> _EXERCISE REQUIREMENTS_
Line filter on the word "DataStream": copy each matching line from the entries.

(Collected data)
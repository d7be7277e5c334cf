//! Ordered in-memory store
//!
//! BTreeMap wrapped in RwLock, shared with the streams it hands out.

use std::collections::{BTreeMap, BTreeSet, VecDeque};
use std::ops::Bound;
use std::sync::Arc;

use parking_lot::RwLock;

use crate::combinator::{apply_write, Combinator};
use crate::error::Result;
use crate::interface::{DataStream, KeyValue, Value};

/// Number of entries copied out per read-lock acquisition while streaming
const STREAM_CHUNK: usize = 1024;

/// Ordered map from key to value with chunked, lock-releasing streams
pub(crate) struct OrderedStore<T> {
    data: Arc<RwLock<BTreeMap<i64, T>>>,
}

impl<T: Value> OrderedStore<T> {
    pub fn new() -> Self {
        Self::from_map(BTreeMap::new())
    }

    pub fn from_map(map: BTreeMap<i64, T>) -> Self {
        Self {
            data: Arc::new(RwLock::new(map)),
        }
    }

    pub fn get(&self, key: i64) -> Option<T> {
        self.data.read().get(&key).cloned()
    }

    /// Apply one write under the write lock
    pub fn apply(&self, combinator: &dyn Combinator<T>, key: i64, value: Option<T>) -> Result<()> {
        let mut data = self.data.write();
        Self::apply_locked(&mut data, combinator, key, value)
    }

    /// Apply a batch under a single write lock acquisition.
    ///
    /// Merge conflicts skip the offending entry; the first one is returned
    /// once every entry has been applied.
    pub fn apply_all(
        &self,
        combinator: &dyn Combinator<T>,
        entries: Vec<KeyValue<T>>,
    ) -> Result<()> {
        let mut data = self.data.write();
        let mut first_conflict = None;
        for entry in entries {
            if let Err(e) = Self::apply_locked(&mut data, combinator, entry.key, entry.value) {
                if !e.is_merge_conflict() {
                    return Err(e);
                }
                first_conflict.get_or_insert(e);
            }
        }
        first_conflict.map_or(Ok(()), Err)
    }

    fn apply_locked(
        data: &mut BTreeMap<i64, T>,
        combinator: &dyn Combinator<T>,
        key: i64,
        value: Option<T>,
    ) -> Result<()> {
        match apply_write(combinator, key, data.get(&key), value.as_ref())? {
            Some(merged) => {
                data.insert(key, merged);
            }
            None => {
                data.remove(&key);
            }
        }
        Ok(())
    }

    pub fn len(&self) -> usize {
        self.data.read().len()
    }

    pub fn clear(&self) {
        self.data.write().clear();
    }

    /// Run `f` with the map read-locked (used for snapshots)
    pub fn with_map<R>(&self, f: impl FnOnce(&BTreeMap<i64, T>) -> R) -> R {
        f(&self.data.read())
    }

    pub fn stream(&self) -> DataStream<KeyValue<T>> {
        Box::new(ChunkedStream::new(Arc::clone(&self.data), |k, v| {
            KeyValue::some(*k, v.clone())
        }))
    }

    pub fn key_stream(&self) -> DataStream<i64> {
        Box::new(ChunkedStream::new(Arc::clone(&self.data), |k, _| *k))
    }

    /// Stream the present values of `keys`, in key order
    pub fn keys_stream(&self, keys: &BTreeSet<i64>) -> DataStream<KeyValue<T>> {
        let data = Arc::clone(&self.data);
        let keys: Vec<i64> = keys.iter().copied().collect();
        Box::new(keys.into_iter().filter_map(move |key| {
            data.read()
                .get(&key)
                .map(|value| Ok(KeyValue::some(key, value.clone())))
        }))
    }
}

/// Streams a shared BTreeMap in key order without holding its lock between
/// chunks. Entries written behind the cursor after it passed are not seen;
/// entries ahead of it are.
struct ChunkedStream<T, I> {
    data: Arc<RwLock<BTreeMap<i64, T>>>,
    project: fn(&i64, &T) -> I,
    last_key: Option<i64>,
    buffer: VecDeque<(i64, I)>,
    exhausted: bool,
}

impl<T, I> ChunkedStream<T, I> {
    fn new(data: Arc<RwLock<BTreeMap<i64, T>>>, project: fn(&i64, &T) -> I) -> Self {
        Self {
            data,
            project,
            last_key: None,
            buffer: VecDeque::with_capacity(STREAM_CHUNK),
            exhausted: false,
        }
    }

    fn refill(&mut self) {
        let lower = match self.last_key {
            Some(key) => Bound::Excluded(key),
            None => Bound::Unbounded,
        };
        let data = self.data.read();
        for (key, value) in data.range((lower, Bound::Unbounded)).take(STREAM_CHUNK) {
            self.buffer.push_back((*key, (self.project)(key, value)));
        }
        if self.buffer.len() < STREAM_CHUNK {
            self.exhausted = true;
        }
    }
}

impl<T, I> Iterator for ChunkedStream<T, I> {
    type Item = Result<I>;

    fn next(&mut self) -> Option<Self::Item> {
        if self.buffer.is_empty() && !self.exhausted {
            self.refill();
        }
        let (key, item) = self.buffer.pop_front()?;
        self.last_key = Some(key);
        Some(Ok(item))
    }
}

> _SOLUTION TO THE PROBLEM_
use crate::interface::{DataStream, KeyValue, Value};
    pub fn stream(&self) -> DataStream<KeyValue<T>> {
    pub fn key_stream(&self) -> DataStream<i64> {
    pub fn keys_stream(&self, keys: &BTreeSet<i64>) -> DataStream<KeyValue<T>> {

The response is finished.